===== EXERCISE DATA =====

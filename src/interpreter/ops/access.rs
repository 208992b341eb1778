//! Subscripts, slices, item assignment and unpacking

use crate::interpreter::errors::{ExceptionKind, RuntimeError};
use crate::interpreter::loops::iterate;
use crate::interpreter::object::{range_len, Object};
use crate::interpreter::ops::binary::unhashable;

pub fn get_item(container: &Object, index: &Object) -> Result<Object, RuntimeError> {
    match container {
        Object::List(items) => {
            let items = items.borrow();
            let i = normalize_index(index, items.len(), "list")?;
            Ok(items[i].clone())
        }
        Object::Tuple(items) => {
            let i = normalize_index(index, items.len(), "tuple")?;
            Ok(items[i].clone())
        }
        Object::Str(s) => {
            let len = s.chars().count();
            let i = normalize_index(index, len, "string")?;
            Ok(s
                .chars()
                .nth(i)
                .map(|c| Object::Str(c.to_string()))
                .unwrap_or(Object::None))
        }
        Object::Range { start, stop, step } => {
            let i = normalize_index(index, range_len(*start, *stop, *step), "range object")?;
            let value = i64::try_from(i)
                .ok()
                .and_then(|i| i.checked_mul(*step))
                .and_then(|offset| start.checked_add(offset))
                .ok_or_else(RuntimeError::overflow)?;
            Ok(Object::Int(value))
        }
        Object::Dict(entries) => {
            let key = index.to_key().ok_or_else(|| unhashable(index))?;
            entries
                .borrow()
                .get(&key)
                .cloned()
                .ok_or_else(|| RuntimeError::exception(ExceptionKind::KeyError, index.repr()))
        }
        other => Err(RuntimeError::type_error(format!(
            "'{}' object is not subscriptable",
            other.type_name()
        ))),
    }
}

pub fn set_item(container: &Object, index: &Object, value: Object) -> Result<(), RuntimeError> {
    match container {
        Object::List(items) => {
            let mut items = items.borrow_mut();
            let len = items.len();
            let i = normalize_index(index, len, "list assignment")?;
            items[i] = value;
            Ok(())
        }
        Object::Dict(entries) => {
            let key = index.to_key().ok_or_else(|| unhashable(index))?;
            entries.borrow_mut().insert(key, value);
            Ok(())
        }
        other => Err(RuntimeError::type_error(format!(
            "'{}' object does not support item assignment",
            other.type_name()
        ))),
    }
}

/// Resolve a possibly negative index against `len`
fn normalize_index(index: &Object, len: usize, what: &str) -> Result<usize, RuntimeError> {
    let Some(n) = index.as_int() else {
        let owner = what.split(' ').next().unwrap_or(what);
        return Err(RuntimeError::type_error(format!(
            "{} indices must be integers or slices, not {}",
            owner,
            index.type_name()
        )));
    };
    let len = i64::try_from(len).unwrap_or(i64::MAX);
    let i = if n < 0 { n + len } else { n };
    if i < 0 || i >= len {
        return Err(RuntimeError::index_error(format!("{} index out of range", what)));
    }
    usize::try_from(i).map_err(|_| RuntimeError::index_error(format!("{} index out of range", what)))
}

pub fn get_slice(
    container: &Object,
    lower: Option<&Object>,
    upper: Option<&Object>,
    step: Option<&Object>,
) -> Result<Object, RuntimeError> {
    let lower = slice_bound(lower)?;
    let upper = slice_bound(upper)?;
    let step = slice_bound(step)?;

    match container {
        Object::List(items) => {
            let items = items.borrow();
            let picked = slice_indices(items.len(), lower, upper, step)?
                .into_iter()
                .map(|i| items[i].clone())
                .collect();
            Ok(Object::new_list(picked))
        }
        Object::Tuple(items) => {
            let picked = slice_indices(items.len(), lower, upper, step)?
                .into_iter()
                .map(|i| items[i].clone())
                .collect();
            Ok(Object::new_tuple(picked))
        }
        Object::Str(s) => {
            let chars: Vec<char> = s.chars().collect();
            let picked = slice_indices(chars.len(), lower, upper, step)?
                .into_iter()
                .map(|i| chars[i])
                .collect::<String>();
            Ok(Object::Str(picked))
        }
        Object::Range { .. } => {
            let items = iterate(container)?;
            let picked = slice_indices(items.len(), lower, upper, step)?
                .into_iter()
                .map(|i| items[i].clone())
                .collect();
            Ok(Object::new_list(picked))
        }
        other => Err(RuntimeError::type_error(format!(
            "'{}' object is not subscriptable",
            other.type_name()
        ))),
    }
}

fn slice_bound(bound: Option<&Object>) -> Result<Option<i64>, RuntimeError> {
    match bound {
        None | Some(Object::None) => Ok(None),
        Some(value) => value.as_int().map(Some).ok_or_else(|| {
            RuntimeError::type_error(
                "slice indices must be integers or None or have an __index__ method",
            )
        }),
    }
}

/// Positions selected by `[lower:upper:step]` on a sequence of length `len`
fn slice_indices(
    len: usize,
    lower: Option<i64>,
    upper: Option<i64>,
    step: Option<i64>,
) -> Result<Vec<usize>, RuntimeError> {
    let len = i64::try_from(len).unwrap_or(i64::MAX);
    let step = step.unwrap_or(1);
    if step == 0 {
        return Err(RuntimeError::value_error("slice step cannot be zero"));
    }

    let mut picked = Vec::new();
    if step > 0 {
        let clamp = |v: i64| {
            if v < 0 {
                (v + len).max(0)
            } else {
                v.min(len)
            }
        };
        let start = lower.map_or(0, clamp);
        let stop = upper.map_or(len, clamp);
        let mut i = start;
        while i < stop {
            picked.push(i as usize);
            i = i.saturating_add(step);
        }
    } else {
        let clamp = |v: i64| {
            if v < 0 {
                (v + len).max(-1)
            } else {
                v.min(len - 1)
            }
        };
        let start = lower.map_or(len - 1, clamp);
        let stop = upper.map_or(-1, clamp);
        let mut i = start;
        while i > stop {
            picked.push(i as usize);
            i = i.saturating_add(step);
        }
    }
    Ok(picked)
}

/// Split an iterable into exactly `expected` items for tuple assignment
pub fn unpack(value: &Object, expected: usize) -> Result<Vec<Object>, RuntimeError> {
    let items = match value {
        Object::List(_)
        | Object::Tuple(_)
        | Object::Str(_)
        | Object::Dict(_)
        | Object::Range { .. } => iterate(value)?,
        other => {
            return Err(RuntimeError::type_error(format!(
                "cannot unpack non-iterable {} object",
                other.type_name()
            )))
        }
    };

    if items.len() > expected {
        return Err(RuntimeError::value_error(format!(
            "too many values to unpack (expected {})",
            expected
        )));
    }
    if items.len() < expected {
        return Err(RuntimeError::value_error(format!(
            "not enough values to unpack (expected {}, got {})",
            expected,
            items.len()
        )));
    }
    Ok(items)
}

#[cfg(test)]
mod tests {
    use super::*;

    fn list(items: &[i64]) -> Object {
        Object::new_list(items.iter().map(|n| Object::Int(*n)).collect())
    }

    #[test]
    fn test_negative_index() {
        let xs = list(&[1, 2, 3]);
        assert_eq!(get_item(&xs, &Object::Int(-1)).unwrap(), Object::Int(3));
        let err = get_item(&xs, &Object::Int(3)).unwrap_err();
        assert_eq!(err.kind(), Some(ExceptionKind::IndexError));
        assert!(err.to_string().contains("list index out of range"));
    }

    #[test]
    fn test_slices() {
        let xs = list(&[0, 1, 2, 3, 4]);
        let s = |lo: Option<i64>, hi: Option<i64>, st: Option<i64>| {
            let lo = lo.map(Object::Int);
            let hi = hi.map(Object::Int);
            let st = st.map(Object::Int);
            get_slice(&xs, lo.as_ref(), hi.as_ref(), st.as_ref())
                .unwrap()
                .repr()
        };
        assert_eq!(s(Some(1), Some(3), None), "[1, 2]");
        assert_eq!(s(None, None, Some(-1)), "[4, 3, 2, 1, 0]");
        assert_eq!(s(Some(-2), None, None), "[3, 4]");
        assert_eq!(s(None, None, Some(2)), "[0, 2, 4]");
        assert_eq!(s(Some(3), Some(0), Some(-1)), "[3, 2, 1]");
        assert_eq!(s(Some(10), None, None), "[]");
    }

    #[test]
    fn test_string_slice_and_index() {
        let word = Object::str("apple");
        assert_eq!(get_item(&word, &Object::Int(1)).unwrap(), Object::str("p"));
        let tail = get_slice(&word, Some(&Object::Int(3)), None, None).unwrap();
        assert_eq!(tail, Object::str("le"));
    }

    #[test]
    fn test_unpack_counts() {
        let pair = list(&[1, 2]);
        assert_eq!(unpack(&pair, 2).unwrap().len(), 2);
        assert!(unpack(&pair, 3)
            .unwrap_err()
            .to_string()
            .contains("not enough values to unpack"));
        assert!(unpack(&Object::Int(1), 2).is_err());
    }

    #[test]
    fn test_missing_dict_key() {
        let dict = Object::new_dict(Default::default());
        let err = get_item(&dict, &Object::str("k")).unwrap_err();
        assert_eq!(err.kind(), Some(ExceptionKind::KeyError));
        assert!(err.to_string().ends_with("'k'"));
    }
}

=====

— TASK —
All the lines that hold the word "start" must appear in the answer, copied from the records.

— RESPONSE —
        Object::Range { start, stop, step } => {
            let i = normalize_index(index, range_len(*start, *stop, *step), "range object")?;
                .and_then(|offset| start.checked_add(offset))
        let start = lower.map_or(0, clamp);
        let mut i = start;
        let start = lower.map_or(len - 1, clamp);
        let mut i = start;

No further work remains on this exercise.